Por: Buque de Papel, Bogotá
Luego de intentar caminar por la Carrera Séptima invadida por la venta ambulante, se llega a la esquina de la calle 24, en el centro bogotano, y se ve el vetusto letrero de neón que ya no sirve, y que hace tres décadas llamaba la atención: Esmeralda Pussy Cat, con su logo de la gata de broadway y en liguero invitando con su mirada pícara a quienes buscaban el refugio para desatar las ataduras y pasiones mentales, viendo el porno producido Estados Unidos y en Europa.
A finales de los 80 e inicios de los 90, la digitalización era una utopía, mientras que la industria de la videocinta –original y pirata- comenzó a masificar al llamado “entretenimiento para adultos”.
Los viejos teatros del centro bogotano, que se destacaron décadas atrás por su lujo y por las premieres de cine mexicano o hollywoodense, debieron transformarse para sobrevivir: y el porno, con su halo prohibido, era una válvula de escape a la crisis que se veía venir. Por eso, el viejo Tequendama, de la carrera 13 con calle 22, el Mogador (carrera 6 con calle 23) el Bogotá (calle 22 con carrera 5); Faenza, a su lado; ni hablar del Atenas, Copelia y El Dorado, y otros más, se tiñeron de rojo y llenaron de quejidos en las penumbras y de sexo fortuito en los baños.
Los llamaban con el eufemismo de “Cine rotativo”, para diferenciarlos de las tradicionales funciones de matiné, vespertina y nocturna, de los cines “bien”.
Fueron teatros que tuvieron que echar mano a la máxima guerrillera, la de “la combinación de todas las formas de lucha, maestro”, para obtener el sustento, no sin sudar copiosamente y gemir como si se tratara de las mismas películas, buscando otras alternativas de sustento: llegaron entonces las cabinas separadas, o en muchos casos, arrimó el negocio de la prostitución (chicas del sector que pescaban clientes para entrar a hacer lo que había que hacer, cobrar y dejar un porcentaje para el teatro) y del microtráfico de drogas; formas de lucha combinadas.
Así funciona a las afueras del pasaje Plaza de Armas, en el centro de Santiago de Chile, donde los teatros Nilo y Mayo sobreviven con parte de las chicas y chicos del oficio que trabajan prostituyéndose en la misma plaza principal de esta ciudad, a una cuadra de distancia.
En esta parte de la industria cinematográfica, los distribuidores también eran clasificados: los de nombres como Elephant, y el mismísimo Cine Colombia o Procinal, hasta los independientes, como Gran Cine Limitada.
Y fue un verdadero hallazgo encontrar algunas de las latas de esas películas calientes, en un garaje de una casona de La Soledad, en Bogotá.
“Antes los cines estaban concentrados en un polo, en un área que se extendía en el centro de Bogotá, entre la calle 12 y las 26 y las carreras 4 a 13“, dice el músico Manfred Reimert, de los grupos Cosmology X y Potato Bomb, quien trabajó con Gran Cine.
“Nosotros íbamos a los festivales de cine y comprábamos los derechos de las películas para Colombia.
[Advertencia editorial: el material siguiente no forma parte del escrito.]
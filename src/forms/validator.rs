use std::fmt;

use url::Url;

/// One failed check on one field.
#[derive(Debug, Clone, PartialEq, Eq)]
pub struct FieldError {
    pub field: String,
    pub message: String,
}

/// All field errors of a form, in the order they were found.
#[derive(Debug, Clone, Default, PartialEq, Eq)]
pub struct ValidationErrors {
    errors: Vec<FieldError>,
}

impl ValidationErrors {
    pub fn new() -> Self {
        Self::default()
    }

    pub fn add(&mut self, field: impl Into<String>, message: impl Into<String>) {
        self.errors.push(FieldError {
            field: field.into(),
            message: message.into(),
        });
    }

    pub fn is_empty(&self) -> bool {
        self.errors.is_empty()
    }

    pub fn len(&self) -> usize {
        self.errors.len()
    }

    pub fn errors(&self) -> &[FieldError] {
        &self.errors
    }

    /// Messages for one field, for inline display.
    pub fn for_field(&self, field: &str) -> Vec<&str> {
        self.errors
            .iter()
            .filter(|e| e.field == field)
            .map(|e| e.message.as_str())
            .collect()
    }

    pub fn has(&self, field: &str) -> bool {
        self.errors.iter().any(|e| e.field == field)
    }
}

impl fmt::Display for ValidationErrors {
    fn fmt(&self, f: &mut fmt::Formatter<'_>) -> fmt::Result {
        let parts: Vec<String> = self
            .errors
            .iter()
            .map(|e| format!("{} {}", e.field, e.message))
            .collect();
        write!(f, "{}", parts.join("; "))
    }
}

impl std::error::Error for ValidationErrors {}

/// Accumulates field checks.
///
/// ```ignore
/// let mut v = Validator::new();
/// v.required("name", &self.name).max_len("name", &self.name, 100);
/// v.finish()
/// ```
#[derive(Debug, Default)]
pub struct Validator {
    errors: ValidationErrors,
}

impl Validator {
    pub fn new() -> Self {
        Self::default()
    }

    pub fn required(&mut self, field: &str, value: &str) -> &mut Self {
        if value.trim().is_empty() {
            self.errors.add(field, "is required");
        }
        self
    }

    pub fn max_len(&mut self, field: &str, value: &str, max: usize) -> &mut Self {
        if value.chars().count() > max {
            self.errors
                .add(field, format!("must be at most {} characters", max));
        }
        self
    }

    /// Checks `value` when non-empty; pair with `required` for mandatory fields.
    pub fn email(&mut self, field: &str, value: &str) -> &mut Self {
        let value = value.trim();
        if value.is_empty() {
            return self;
        }
        let valid = match value.split_once('@') {
            Some((local, domain)) => {
                !local.is_empty()
                    && !domain.starts_with('.')
                    && !domain.ends_with('.')
                    && domain.contains('.')
                    && !value.contains(char::is_whitespace)
            }
            None => false,
        };
        if !valid {
            self.errors.add(field, "must be a valid email address");
        }
        self
    }

    /// Checks `value` when non-empty: an absolute http(s) URL whose host
    /// has at least two non-empty labels.
    pub fn url(&mut self, field: &str, value: &str) -> &mut Self {
        let value = value.trim();
        if value.is_empty() {
            return self;
        }
        let valid = match Url::parse(value) {
            Ok(url) => {
                matches!(url.scheme(), "http" | "https")
                    && url.host_str().is_some_and(|host| {
                        host.contains('.') && host.split('.').all(|label| !label.is_empty())
                    })
            }
            Err(_) => false,
        };
        if !valid {
            self.errors.add(field, "must be a valid http(s) URL");
        }
        self
    }

    /// Checks `value` when non-empty: digits with optional leading `+`,
    /// spaces, dashes and parentheses, 7 to 15 digits.
    pub fn phone(&mut self, field: &str, value: &str) -> &mut Self {
        let value = value.trim();
        if value.is_empty() {
            return self;
        }
        let body = value.strip_prefix('+').unwrap_or(value);
        let allowed = body
            .chars()
            .all(|c| c.is_ascii_digit() || matches!(c, ' ' | '-' | '(' | ')'));
        let digits = body.chars().filter(|c| c.is_ascii_digit()).count();
        if !allowed || !(7..=15).contains(&digits) {
            self.errors.add(field, "must be a valid phone number");
        }
        self
    }

    /// Record a custom failure.
    pub fn check(&mut self, field: &str, ok: bool, message: &str) -> &mut Self {
        if !ok {
            self.errors.add(field, message);
        }
        self
    }

    pub fn finish(&mut self) -> Result<(), ValidationErrors> {
        let errors = std::mem::take(&mut self.errors);
        if errors.is_empty() {
            Ok(())
        } else {
            Err(errors)
        }
    }
}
Y pese a que no fuimos exhibidores, sí nos afectaron los golpes que obligaron a cambios profundos en la industria del cine: el video e internet”.
Hoy, resalta Manfred, el cine está dentro de centros comerciales con el modelo multiplex, menos sillas, en más salas y con más películas. Hoy, el plan es ir a cine, comerse el helado con amigos, familia y entrar a ver una película. Antes era todo un ritual asistir a esos edificios que durante décadas encerraron esa magia del cine.
El tiempo pasó y la digitalización e internet ganaron la partida. Hoy quien quiere ver porno tiene su computador personal, y mejor aún, su dispositivo inteligente, celular, tableta. Ya no tiene que caminar rápido, ni hacerse el desentendido, agachar la cabeza, llevar gorra y gafas oscuras y tener la mala suerte de antaño de hacer fila mientras la taquillera del teatro lo miraba con ojos escrutadores.
Entre tanto, las actrices impresas en los desgastados afiches de las películas XXX en rotativo, como las del Esmeralda, miran hacia la Carrera Séptima anhelando los tiempos de mostrar algo más que su espectáculo a quienes tenían esa curiosidad primigenia de ir a cine, y de encontrar cintas para adultos en unos espacios que también perdieron la guerra y hoy permanecen abiertos por inercia, esperando el momento del cierre definitivo, la venta del local o la demolición.